Escravidão no Século 20 (Iale Clitias)
“A miséria jogou as meninas para as ruas. Elas não têm nada para vender. Não sabem ler, cozinhar, escrever. Só podem vender o único bem que possuem: o corpo”.
Gilberto Dimenstein
Um assunto que sempre vai trazer indignação e preocupação nacional é a prostituição infanto-juvenil. Especialistas são unânimes em afirmar que por trás de toda “prostituta-mirim”, há uma história de degradação familiar. Infelizmente, a família é o principal estímulo para este tipo de exploração, obrigando à criança ir pra rua e trazer uma determinada quantia para casa. Com medo da reação dos pais, que geralmente é violenta, acabam vendendo o próprio corpo por mixaria. Por ser um dinheiro “fácil” se tornam desde cedo “escravas sexuais”.
Foi o alarmante número de casos de exploração infantil que várias entidades do estado do Pará, entre elas o Movimento Nacional de Meninos e Meninas de Rua, organizaram um dossiê chamado Crianças da Amazônia, que demonstrava a existência de centenas de meninas em prostituição escrava em vários garimpos da região norte.

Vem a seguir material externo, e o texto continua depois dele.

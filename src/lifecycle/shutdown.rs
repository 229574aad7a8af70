//! Shutdown coordination for the proxy.

use tokio::sync::broadcast;
use tokio::task::JoinHandle;

use crate::lifecycle::signals::termination_signal;

/// Coordinator for graceful shutdown.
///
/// Provides a broadcast channel that all long-running tasks can subscribe to.
#[derive(Clone)]
pub struct Shutdown {
    tx: broadcast::Sender<()>,
}

impl Shutdown {
    pub fn new() -> Self {
        let (tx, _) = broadcast::channel(1);
        Self { tx }
    }

    pub fn subscribe(&self) -> broadcast::Receiver<()> {
        self.tx.subscribe()
    }

    /// Notify every current subscriber.
    pub fn trigger(&self) {
        let _ = self.tx.send(());
    }

    /// Number of tasks still holding a receiver.
    pub fn receiver_count(&self) -> usize {
        self.tx.receiver_count()
    }

    /// Trigger shutdown when the process receives SIGINT or SIGTERM.
    pub fn trigger_on_signal(&self) -> JoinHandle<()> {
        let shutdown = self.clone();
        tokio::spawn(async move {
            match termination_signal().await {
                Ok(signal) => tracing::info!(signal, "Termination signal received"),
                Err(e) => tracing::error!(error = %e, "Failed to listen for signals, shutting down"),
            }
            shutdown.trigger();
        })
    }
}

impl Default for Shutdown {
    fn default() -> Self {
        Self::new()
    }
}

#[cfg(test)]
mod tests {
    use super::*;

    #[tokio::test]
    async fn test_trigger_reaches_all_subscribers() {
        let shutdown = Shutdown::new();
        let mut a = shutdown.subscribe();
        let mut b = shutdown.clone().subscribe();
        assert_eq!(shutdown.receiver_count(), 2);

        shutdown.trigger();
        assert!(a.recv().await.is_ok());
        assert!(b.recv().await.is_ok());
    }

    #[test]
    fn test_trigger_without_subscribers() {
        Shutdown::default().trigger();
    }
}
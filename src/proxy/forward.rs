//! Upstream forwarding.

use axum::body::Body;
use axum::http::Request;
use axum::response::Response;
use hyper_util::{
    client::legacy::{connect::HttpConnector, Client},
    rt::TokioExecutor,
};
use std::time::Duration;

use crate::config::schema::TimeoutConfig;
use crate::proxy::error::ProxyError;
use crate::security::headers::strip_hop_by_hop;

/// Shared client for upstream calls.
pub type HttpClient = Client<HttpConnector, Body>;

/// Build the upstream client from the timeout settings.
pub fn build_client(timeouts: &TimeoutConfig) -> HttpClient {
    let mut connector = HttpConnector::new();
    connector.set_connect_timeout(Some(Duration::from_secs(timeouts.connect_secs)));
    connector.set_nodelay(true);

    // Identity header names go out as `X-Grafana-User`, not `x-grafana-user`.
    Client::builder(TokioExecutor::new())
        .http1_title_case_headers(true)
        .build(connector)
}

/// Send `request` upstream and stream the response back.
///
/// The whole exchange up to response headers is bounded by `timeout_secs`.
pub async fn forward(client: &HttpClient, request: Request<Body>, timeout_secs: u64) -> Result<Response, ProxyError> {
    let pending = client.request(request);
    let response: hyper::Response<hyper::body::Incoming> = tokio::time::timeout(Duration::from_secs(timeout_secs), pending)
        .await
        .map_err(|_| ProxyError::Timeout(timeout_secs))?
        .map_err(ProxyError::Forwarding)?;

    let (mut parts, body) = response.into_parts();
    strip_hop_by_hop(&mut parts.headers);
    Ok(Response::from_parts(parts, Body::new(body)))
}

A divulgação desse material chamou a atenção do jornalista Gilberto Dimenstein, que recebeu uma bolsa de estudos da MacArthur Foundation para investigar a violência e prostituição da criança na Amazônia nos anos 1991 e 1992, resultando em uma série de reportagens para a Folha de S. Paulo intitulada Meninas da Noite. Um trabalho amplo que durou um ano entre planejamento, investigação e publicação das matérias.
Dimesntein viajou por seis meses pelo Norte e Nordeste do Brasil, procurando lugares onde meninas eram escravizadas sexualmente ou quase mantidas em cativeiro. Em Cuiú-Cuiú, um vilarejo na Amazônia, meninas foram fotografadas nos cativeiros, os nomes dos cafetões apresentados, os locais que viviam e seus responsáveis foram filmados. Lá mesmo, uma das senhoras queria reformar a casa e para conseguir recursos, a “virgindade” de suas filhas foi vendida a peso de ouro!

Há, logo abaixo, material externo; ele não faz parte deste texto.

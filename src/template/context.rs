//! Data exposed to template evaluation.

use serde::Serialize;
use serde_json::{Map, Value};

/// Read-only data a template is evaluated against.
///
/// Built once per request with [`TemplateContext::with_field`] and never
/// mutated afterwards. The top-level field set is fixed at construction:
/// referencing a field that was not added is an execution error.
#[derive(Debug, Clone, PartialEq)]
pub struct TemplateContext {
    root: Value,
}

impl TemplateContext {
    pub fn new() -> Self {
        Self {
            root: Value::Object(Map::new()),
        }
    }

    /// Add a top-level field.
    pub fn with_field(mut self, name: impl Into<String>, value: Value) -> Self {
        if let Value::Object(map) = &mut self.root {
            map.insert(name.into(), value);
        }
        self
    }

    /// Add a top-level field from any serializable value.
    ///
    /// Values that fail to serialize are exposed as null.
    pub fn with_serialized<T: Serialize>(self, name: impl Into<String>, value: &T) -> Self {
        let value = serde_json::to_value(value).unwrap_or(Value::Null);
        self.with_field(name, value)
    }

    pub fn as_value(&self) -> &Value {
        &self.root
    }
}

impl Default for TemplateContext {
    fn default() -> Self {
        Self::new()
    }
}
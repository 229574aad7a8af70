//! Proxy pipeline.
//!
//! # Data Flow
//! ```text
//! matched Route + CallerIdentity
//!     → director.rs (rewrite target, compose, sanitize)
//!     → forward.rs (send upstream, stream response back)
//!     → error.rs (map failures to 404/502/504)
//! ```

pub mod director;
pub mod error;
pub mod forward;
pub mod path;

pub use director::Director;
pub use error::ProxyError;
pub use forward::{build_client, forward, HttpClient};
pub use path::join_url_fragments;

Gilberto afirma que esta reportagem teve um efeito importante: ajudou a acordar o país para a situação da infância que é uma coisa decisiva para qualquer país. Mas não foi só o Brasil que abriu os olhos. Todo o material produzido, livro e filmagens, rodou o mundo atraindo as atenções para o País no problema da prostituição infantil, chegando a gerar um documentário no programa Turning Point da rede ABC em agosto de 1994.
Apesar do jornalista ter recebido muitos elogios pela realização desse trabalho, o pesquisador Leandro Feitosa Andrade, que escreveu sua tese de doutorado em Psicologia Social em cima da obra de Dimenstein, afirma que “houve estigmatização dos pobres e das adolescentes retratadas na série de reportagem (...) foi colocado esse tema sem se preocupar com a exposição de rostos e dos nomes das adolescentes, dos locais, dos preços do programa...”.

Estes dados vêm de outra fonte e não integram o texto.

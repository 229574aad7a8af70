//! Configuration file watcher for hot reload.

use notify::{Config, Event, RecommendedWatcher, RecursiveMode, Watcher};
use std::path::{Path, PathBuf};
use std::time::Duration;
use tokio::sync::mpsc;

use crate::config::loader::load_config;
use crate::config::schema::ProxyConfig;
use crate::observability::metrics;

/// A watcher that monitors the configuration file for changes.
pub struct ConfigWatcher {
    path: PathBuf,
    update_tx: mpsc::UnboundedSender<ProxyConfig>,
}

impl ConfigWatcher {
    /// Create a new ConfigWatcher.
    ///
    /// Returns the watcher and a receiver for validated configuration updates.
    pub fn new(path: &Path) -> (Self, mpsc::UnboundedReceiver<ProxyConfig>) {
        let (update_tx, update_rx) = mpsc::unbounded_channel();

        (
            Self {
                path: path.to_path_buf(),
                update_tx,
            },
            update_rx,
        )
    }

    /// Start watching the file in a background thread.
    ///
    /// The returned handle must be kept alive for as long as reloads are wanted.
    pub fn run(self) -> Result<RecommendedWatcher, notify::Error> {
        let tx = self.update_tx.clone();
        let path = self.path.clone();

        let mut watcher = RecommendedWatcher::new(
            move |res: notify::Result<Event>| match res {
                Ok(event) if event.kind.is_modify() || event.kind.is_create() => reload(&path, &tx),
                Ok(_) => {}
                Err(e) => tracing::error!(error = ?e, "Watch error"),
            },
            Config::default().with_poll_interval(Duration::from_secs(2)),
        )?;

        watcher.watch(&self.path, RecursiveMode::NonRecursive)?;

        tracing::info!(path = ?self.path, "Config watcher started");
        Ok(watcher)
    }
}

fn reload(path: &Path, tx: &mpsc::UnboundedSender<ProxyConfig>) {
    tracing::info!(path = ?path, "Config file change detected, reloading");
    match load_config(path) {
        Ok(config) => {
            if tx.send(config).is_err() {
                tracing::debug!("Server stopped, dropping reloaded config");
            }
        }
        Err(e) => {
            metrics::record_reload(false);
            tracing::error!(error = %e, "Failed to reload config, keeping current configuration");
        }
    }
}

Diante da grande repercussão dos artigos e da mobilização de organizações não-governamentais, as autoridades do país viram-se pressionadas a se posicionar frente à prostituição envolvendo crianças e adolescentes. Em resposta, o Congresso Nacional criou uma Comissão Parlamentar de Inquérito (CPI), em 1993 para apurar responsabilidades pela exploração e prostituição infanto-juvenil. Mesmo assim, com a CPI da prostituição infantil como ficou conhecida, a Justiça Federal empurrou o caso. Os oito criminosos denunciados que traficavam crianças não foram nem indiciados pelo Ministério Público. Simplesmente caiu no “esquecimento”, tanto da população quanto da mídia.
É aí que a imprensa “peca”. Do mesmo jeito que bombardeia assuntos importantes para o desenvolvimento da Nação, deveriam cobrar das autoridades as providências cabíveis. Para Gilberto Dimenstein o objetivo da reportagem foi alcançado: “chamar atenção para um tema que não era discutido no país”.
Hoje, 13 anos após a denúncia, ainda existem pelo Brasil a fora milhares de crianças que são exploradas sexualmente e que vivem nesse submundo da noite, ou como o autor descreve “escravas sexuais”. Grandes reportagens como esta, são feitas para que haja um avanço na sociedade, e quem sabe um dia o Brasil saia do 74º lugar em se tratando de qualidade de vida.